Why COVID-19 could drive increased industry consolidation

May 6, 2020
Memoori predicts higher volume, value of M&A deals in wake of pandemic

Our annual report on the physical security business has charted merges and acquisitions (M&A) activity since 2008. Over the last few months, we have published several articles analyzing the various outcomes that COVID-19 has caused the business during the first quarter of 2020. In particular, we have looked at areas of the business that, by 2021, could come back to strong growth. In this article, we will examine the status of M&A in 2019 and the changes that can be expected in 2020/2021 as a result of the problems caused by COVID-19.

M&A data collected by Memoori over the last 18 years shows that the physical security industry has gone through four cycles of growth and decline in the value of activity, sometimes exaggerated by a number of billion dollar deals in one year and occasionally deals carried out by businesses outside the physical security industry, such as defense, IT communications and private equity firms. The average annual value of M&A deals in the industry over the last 13 years is $6.7 billion, with the largest share being contributed by the video surveillance segment of the market.

In 2019, the value of M&A fell to $2.9 billion, a reduction of approximately 12% on the 2018 value, while analysis of the trends over the last 18 years showed that M&A measured by value has fallen significantly to levels not previously seen since between 2000 and 2003.

Competition has heightened and profit margins have fallen in some sectors of the physical security business in the last three years, but overall it has performed well when compared with industry in general. There remains plenty of scope for consolidation and the potential for business growth is high over the next five years despite the potentially short-term major problem of COVID-19.

The structure of the industry is still very fragmented with hundreds of small companies finding it increasingly difficult to compete and it looks inevitable that the general trend line of value and volume of mergers and acquisitions will regain its momentum over the next five  years but at a more modest growth by value of deals.

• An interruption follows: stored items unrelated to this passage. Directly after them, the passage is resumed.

use nalgebra as na;
use serde_derive::{Deserialize, Serialize};

#[derive(Serialize, Deserialize, Debug, Clone, Copy, PartialEq, Eq)]
#[serde(rename_all = "lowercase")]
pub enum CandidateSource {
    Template,
    Motion,
    Blob,
}

#[derive(Serialize, Deserialize, Debug, Clone, Copy)]
pub struct DetectionCandidate {
    pub x: f32,
    pub y: f32,
    #[serde(rename = "r")]
    pub radius: f32,
    pub brightness: f32,
    #[serde(rename = "appearance")]
    pub appearance_score: f32,
    #[serde(rename = "motion")]
    pub motion_score: f32,
    #[serde(rename = "color")]
    pub color_score: Option<f32>,
    pub source: CandidateSource,
}

impl DetectionCandidate {
    #[inline(always)]
    pub fn position(&self) -> na::Point2<f32> {
        na::Point2::new(self.x, self.y)
    }

    pub fn distance(&self, other: &DetectionCandidate) -> f32 {
        na::distance(&self.position(), &other.position())
    }
}

#[derive(Serialize, Deserialize, Debug, Clone, Copy, PartialEq, Default)]
pub struct ScoreBreakdown {
    pub template: f32,
    pub motion: f32,
    pub brightness: f32,
    pub prediction: f32,
    pub size: f32,
}

#[derive(Serialize, Deserialize, Debug, Clone, Copy)]
pub struct ScoredDetection {
    pub candidate: DetectionCandidate,
    pub confidence: f32,
    pub breakdown: ScoreBreakdown,
    pub selected: bool,
}

impl ScoredDetection {
    #[inline(always)]
    pub fn x(&self) -> f32 {
        self.candidate.x
    }

    #[inline(always)]
    pub fn y(&self) -> f32 {
        self.candidate.y
    }

    #[inline(always)]
    pub fn radius(&self) -> f32 {
        self.candidate.radius
    }

    #[inline(always)]
    pub fn position(&self) -> na::Point2<f32> {
        self.candidate.position()
    }
}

Over the last 18 years there has been a general upward trend in consolidation within the industry, which equates to a modest compound annual growth rate (CAGR) of 5%. However, more recently there has been a lack of buyers from outside the business, particularly the defense and IT industries, while private equity retained a modest interest in the physical security industry in 2019.

At the end of 2019, we had forecast a rise in the value of M&A activity and we believe that through 2020 and the first six months of 2021, the consequences of COVID-19 will give rise to a higher volume of acquisitions and a slightly higher value than we forecast in 2019.

It seems inevitable that COVID-19 will weaken the financial status of most companies, particularly small- to medium-sized ones which only account for 13.5% of the value of the physical security business but 90% by number. M&A offers a lifeline and theoretically a better future for these companies. Many small and medium size companies could seek out opportunities to merge or be acquired

Companies in the more attractive segments of the business such as Access Control-as-a-Service (ACaaS)/ Video Surveillance-as-a-Service (VSaaS) and AI video analytics will be sought after, not just by buyers from within the physical security industry, but also from outside the business, including private wquity companies.

The major western companies in the business have not used M&A as part of their business strategy in the last two years. Maybe COVID-19 will cause them to review it again and seek out opportunities causing a new cycle of investment.

Jim McHale is Managing Director of Stockholm-based market research firm Memoori.